- **WHAT YOU HAVE TO DO**: Return the following entries exactly, word for word.

- **DATASET RECORDS**:
====
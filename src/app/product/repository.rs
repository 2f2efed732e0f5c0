//! 产品存储
//!
//! `ProductStore` 是服务层和存储之间的接口。生产环境用 PostgreSQL，
//! 测试和无数据库运行时用内存实现。

use async_trait::async_trait;
use sqlx::postgres::PgPool;
use std::collections::BTreeMap;
use std::sync::Arc;
use tokio::sync::RwLock;

use super::model::{Product, ProductInput};
use crate::core::error::CoreError;

#[async_trait]
pub trait ProductStore: Send + Sync {
    /// 按 id 升序返回全部产品
    async fn list(&self) -> Result<Vec<Product>, CoreError>;

    async fn get(&self, id: i32) -> Result<Option<Product>, CoreError>;

    async fn create(&self, input: &ProductInput) -> Result<Product, CoreError>;

    /// 行不存在时返回 `None`
    async fn update(&self, id: i32, input: &ProductInput) -> Result<Option<Product>, CoreError>;

    /// 返回删除的行数
    async fn delete(&self, id: i32) -> Result<u64, CoreError>;

    async fn ping(&self) -> Result<(), CoreError>;
}

/// PostgreSQL 实现
#[derive(Clone)]
pub struct PgProductStore {
    pool: PgPool,
}

impl PgProductStore {
    pub fn new(pool: PgPool) -> Self {
        Self { pool }
    }
}

#[async_trait]
impl ProductStore for PgProductStore {
    async fn list(&self) -> Result<Vec<Product>, CoreError> {
        let products = sqlx::query_as::<_, Product>(
            "SELECT id, name, price::FLOAT8 AS price FROM products ORDER BY id",
        )
        .fetch_all(&self.pool)
        .await?;

        Ok(products)
    }

    async fn get(&self, id: i32) -> Result<Option<Product>, CoreError> {
        let product = sqlx::query_as::<_, Product>(
            "SELECT id, name, price::FLOAT8 AS price FROM products WHERE id = $1",
        )
        .bind(id)
        .fetch_optional(&self.pool)
        .await?;

        Ok(product)
    }

    async fn create(&self, input: &ProductInput) -> Result<Product, CoreError> {
        let product = sqlx::query_as::<_, Product>(
            "INSERT INTO products (name, price) VALUES ($1, $2::NUMERIC(10,2)) \
             RETURNING id, name, price::FLOAT8 AS price",
        )
        .bind(&input.name)
        .bind(input.normalized_price())
        .fetch_one(&self.pool)
        .await?;

        Ok(product)
    }

    async fn update(&self, id: i32, input: &ProductInput) -> Result<Option<Product>, CoreError> {
        let product = sqlx::query_as::<_, Product>(
            "UPDATE products SET name = $1, price = $2::NUMERIC(10,2) WHERE id = $3 \
             RETURNING id, name, price::FLOAT8 AS price",
        )
        .bind(&input.name)
        .bind(input.normalized_price())
        .bind(id)
        .fetch_optional(&self.pool)
        .await?;

        Ok(product)
    }

    async fn delete(&self, id: i32) -> Result<u64, CoreError> {
        let result = sqlx::query("DELETE FROM products WHERE id = $1")
            .bind(id)
            .execute(&self.pool)
            .await?;

        Ok(result.rows_affected())
    }

    async fn ping(&self) -> Result<(), CoreError> {
        sqlx::query("SELECT 1").execute(&self.pool).await?;
        Ok(())
    }
}

#[derive(Default)]
struct MemoryTable {
    rows: BTreeMap<i32, Product>,
    last_id: i32,
}

/// 内存实现，id 与 SERIAL 一样从 1 开始递增且不复用
#[derive(Clone, Default)]
pub struct MemoryProductStore {
    table: Arc<RwLock<MemoryTable>>,
}

impl MemoryProductStore {
    pub fn new() -> Self {
        Self::default()
    }
}

#[async_trait]
impl ProductStore for MemoryProductStore {
    async fn list(&self) -> Result<Vec<Product>, CoreError> {
        let table = self.table.read().await;
        Ok(table.rows.values().cloned().collect())
    }

    async fn get(&self, id: i32) -> Result<Option<Product>, CoreError> {
        let table = self.table.read().await;
        Ok(table.rows.get(&id).cloned())
    }

    async fn create(&self, input: &ProductInput) -> Result<Product, CoreError> {
        let mut table = self.table.write().await;
        table.last_id = table
            .last_id
            .checked_add(1)
            .ok_or_else(|| CoreError::Internal("product id sequence exhausted".to_string()))?;

        let product = Product {
            id: table.last_id,
            name: input.name.clone(),
            price: input.normalized_price(),
        };
        table.rows.insert(product.id, product.clone());
        Ok(product)
    }

    async fn update(&self, id: i32, input: &ProductInput) -> Result<Option<Product>, CoreError> {
        let mut table = self.table.write().await;
        Ok(table.rows.get_mut(&id).map(|product| {
            product.name = input.name.clone();
            product.price = input.normalized_price();
            product.clone()
        }))
    }

    async fn delete(&self, id: i32) -> Result<u64, CoreError> {
        let mut table = self.table.write().await;
        Ok(table.rows.remove(&id).map_or(0, |_| 1))
    }

    async fn ping(&self) -> Result<(), CoreError> {
        Ok(())
    }
}
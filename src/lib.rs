//! # Product Service
//!
//! 基于 Axum + SQLx 的产品 CRUD 服务，分层结构：
//! - `app`：路由、处理器、业务服务和存储
//! - `core`：错误处理和中间件
//! - `infrastructure`：数据库连接池和日志
//! - `config`：配置文件与环境变量

pub mod app;
pub mod config;
pub mod core;
pub mod infrastructure;

pub use app::build_router;
pub use config::{Config, ConfigError};
pub use crate::core::error::CoreError;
====
- **RESPONSE BOX**:
filename src/app/product/repository.rs
repository 2f2efed732e0f5c0
//! 产品存储
//!
//! `ProductStore` 是服务层和存储之间的接口。生产环境用 PostgreSQL，
//! 测试和无数据库运行时用内存实现。

use async_trait::async_trait;
use sqlx::postgres::PgPool;
use std::collections::BTreeMap;
use std::sync::Arc;
use tokio::sync::RwLock;

use super::model::{Product, ProductInput};
use crate::core::error::CoreError;

#[async_trait]
pub trait ProductStore: Send + Sync {
    /// 按 id 升序返回全部产品
    async fn list(&self) -> Result<Vec<Product>, CoreError>;

    async fn get(&self, id: i32) -> Result<Option<Product>, CoreError>;

    async fn create(&self, input: &ProductInput) -> Result<Product, CoreError>;

    /// 行不存在时返回 `None`
    async fn update(&self, id: i32, input: &ProductInput) -> Result<Option<Product>, CoreError>;

    /// 返回删除的行数
    async fn delete(&self, id: i32) -> Result<u64, CoreError>;

    async fn ping(&self) -> Result<(), CoreError>;
}

/// PostgreSQL 实现
#[derive(Clone)]
pub struct PgProductStore {
    pool: PgPool,
}

impl PgProductStore {
    pub fn new(pool: PgPool) -> Self {
        Self { pool }
    }
}

#[async_trait]
impl ProductStore for PgProductStore {
    async fn list(&self) -> Result<Vec<Product>, CoreError> {
        let products = sqlx::query_as::<_, Product>(
            "SELECT id, name, price::FLOAT8 AS price FROM products ORDER BY id",
        )
        .fetch_all(&self.pool)
        .await?;

        Ok(products)
    }

    async fn get(&self, id: i32) -> Result<Option<Product>, CoreError> {
        let product = sqlx::query_as::<_, Product>(
            "SELECT id, name, price::FLOAT8 AS price FROM products WHERE id = $1",
        )
        .bind(id)
        .fetch_optional(&self.pool)
        .await?;

        Ok(product)
    }

    async fn create(&self, input: &ProductInput) -> Result<Product, CoreError> {
        let product = sqlx::query_as::<_, Product>(
            "INSERT INTO products (name, price) VALUES ($1, $2::NUMERIC(10,2)) \
             RETURNING id, name, price::FLOAT8 AS price",
        )
        .bind(&input.name)
        .bind(input.normalized_price())
        .fetch_one(&self.pool)
        .await?;

        Ok(product)
    }

    async fn update(&self, id: i32, input: &ProductInput) -> Result<Option<Product>, CoreError> {
        let product = sqlx::query_as::<_, Product>(
            "UPDATE products SET name = $1, price = $2::NUMERIC(10,2) WHERE id = $3 \
             RETURNING id, name, price::FLOAT8 AS price",
        )
        .bind(&input.name)
        .bind(input.normalized_price())
        .bind(id)
        .fetch_optional(&self.pool)
        .await?;

        Ok(product)
    }

    async fn delete(&self, id: i32) -> Result<u64, CoreError> {
        let result = sqlx::query("DELETE FROM products WHERE id = $1")
            .bind(id)
            .execute(&self.pool)
            .await?;

        Ok(result.rows_affected())
    }

    async fn ping(&self) -> Result<(), CoreError> {
        sqlx::query("SELECT 1").execute(&self.pool).await?;
        Ok(())
    }
}

#[derive(Default)]
struct MemoryTable {
    rows: BTreeMap<i32, Product>,
    last_id: i32,
}

/// 内存实现，id 与 SERIAL 一样从 1 开始递增且不复用
#[derive(Clone, Default)]
pub struct MemoryProductStore {
    table: Arc<RwLock<MemoryTable>>,
}

impl MemoryProductStore {
    pub fn new() -> Self {
        Self::default()
    }
}

#[async_trait]
impl ProductStore for MemoryProductStore {
    async fn list(&self) -> Result<Vec<Product>, CoreError> {
        let table = self.table.read().await;
        Ok(table.rows.values().cloned().collect())
    }

    async fn get(&self, id: i32) -> Result<Option<Product>, CoreError> {
        let table = self.table.read().await;
        Ok(table.rows.get(&id).cloned())
    }

    async fn create(&self, input: &ProductInput) -> Result<Product, CoreError> {
        let mut table = self.table.write().await;
        table.last_id = table
            .last_id
            .checked_add(1)
            .ok_or_else(|| CoreError::Internal("product id sequence exhausted".to_string()))?;

        let product = Product {
            id: table.last_id,
            name: input.name.clone(),
            price: input.normalized_price(),
        };
        table.rows.insert(product.id, product.clone());
        Ok(product)
    }

    async fn update(&self, id: i32, input: &ProductInput) -> Result<Option<Product>, CoreError> {
        let mut table = self.table.write().await;
        Ok(table.rows.get_mut(&id).map(|product| {
            product.name = input.name.clone();
            product.price = input.normalized_price();
            product.clone()
        }))
    }

    async fn delete(&self, id: i32) -> Result<u64, CoreError> {
        let mut table = self.table.write().await;
        Ok(table.rows.remove(&id).map_or(0, |_| 1))
    }

    async fn ping(&self) -> Result<(), CoreError> {
        Ok(())
    }
}
filename src/lib.rs
//! # Product Service
//!
//! 基于 Axum + SQLx 的产品 CRUD 服务，分层结构：
//! - `app`：路由、处理器、业务服务和存储
//! - `core`：错误处理和中间件
//! - `infrastructure`：数据库连接池和日志
//! - `config`：配置文件与环境变量

pub mod app;
pub mod config;
pub mod core;
pub mod infrastructure;

pub use app::build_router;
pub use config::{Config, ConfigError};
pub use crate::core::error::CoreError;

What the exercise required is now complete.